Work required: This exercise calls for every record to be set down exactly.

Data records:
//! Keys distinguishing logical connections.

use crate::config::ClusterOptions;

/// Deterministic key for a logical connection.
///
/// Two identities compare equal exactly when their bucket and every
/// connection-relevant option match, so equal identities share one connection.
#[derive(Debug, Clone, PartialEq, Eq, Hash)]
pub struct ConnectionIdentity {
    bucket_name: Option<String>,
    use_mutation_tokens: bool,
    use_server_durations: bool,
}

impl ConnectionIdentity {
    /// Creates the identity of a connection bound to `bucket_name`.
    pub fn for_bucket(bucket_name: impl Into<String>, options: &ClusterOptions) -> Self {
        Self {
            bucket_name: Some(bucket_name.into()),
            use_mutation_tokens: options.use_mutation_tokens(),
            use_server_durations: options.use_server_durations(),
        }
    }

    /// Creates the identity of a connection not bound to any bucket.
    pub fn cluster_level(options: &ClusterOptions) -> Self {
        Self {
            bucket_name: None,
            use_mutation_tokens: options.use_mutation_tokens(),
            use_server_durations: options.use_server_durations(),
        }
    }

    /// Returns the bucket, or `None` for a cluster-level identity.
    pub fn bucket_name(&self) -> Option<&str> {
        self.bucket_name.as_deref()
    }

    /// Returns whether mutation tokens are requested on this connection.
    pub fn use_mutation_tokens(&self) -> bool {
        self.use_mutation_tokens
    }

    /// Returns whether server durations are requested on this connection.
    pub fn use_server_durations(&self) -> bool {
        self.use_server_durations
    }
}

impl std::fmt::Display for ConnectionIdentity {
    fn fmt(&self, f: &mut std::fmt::Formatter<'_>) -> std::fmt::Result {
        write!(
            f,
            "{}-{}-{}",
            self.bucket_name.as_deref().unwrap_or(""),
            self.use_mutation_tokens,
            self.use_server_durations
        )
    }
}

Answer section:
//! Keys distinguishing logical connections.

use crate::config::ClusterOptions;

/// Deterministic key for a logical connection.
///
/// Two identities compare equal exactly when their bucket and every
/// connection-relevant option match, so equal identities share one connection.
#[derive(Debug, Clone, PartialEq, Eq, Hash)]
pub struct ConnectionIdentity {
    bucket_name: Option<String>,
    use_mutation_tokens: bool,
    use_server_durations: bool,
}

impl ConnectionIdentity {
    /// Creates the identity of a connection bound to `bucket_name`.
    pub fn for_bucket(bucket_name: impl Into<String>, options: &ClusterOptions) -> Self {
        Self {
            bucket_name: Some(bucket_name.into()),
            use_mutation_tokens: options.use_mutation_tokens(),
            use_server_durations: options.use_server_durations(),
        }
    }

    /// Creates the identity of a connection not bound to any bucket.
    pub fn cluster_level(options: &ClusterOptions) -> Self {
        Self {
            bucket_name: None,
            use_mutation_tokens: options.use_mutation_tokens(),
            use_server_durations: options.use_server_durations(),
        }
    }

    /// Returns the bucket, or `None` for a cluster-level identity.
    pub fn bucket_name(&self) -> Option<&str> {
        self.bucket_name.as_deref()
    }

    /// Returns whether mutation tokens are requested on this connection.
    pub fn use_mutation_tokens(&self) -> bool {
        self.use_mutation_tokens
    }

    /// Returns whether server durations are requested on this connection.
    pub fn use_server_durations(&self) -> bool {
        self.use_server_durations
    }
}

impl std::fmt::Display for ConnectionIdentity {
    fn fmt(&self, f: &mut std::fmt::Formatter<'_>) -> std::fmt::Result {
        write!(
            f,
            "{}-{}-{}",
            self.bucket_name.as_deref().unwrap_or(""),
            self.use_mutation_tokens,
            self.use_server_durations
        )
    }
}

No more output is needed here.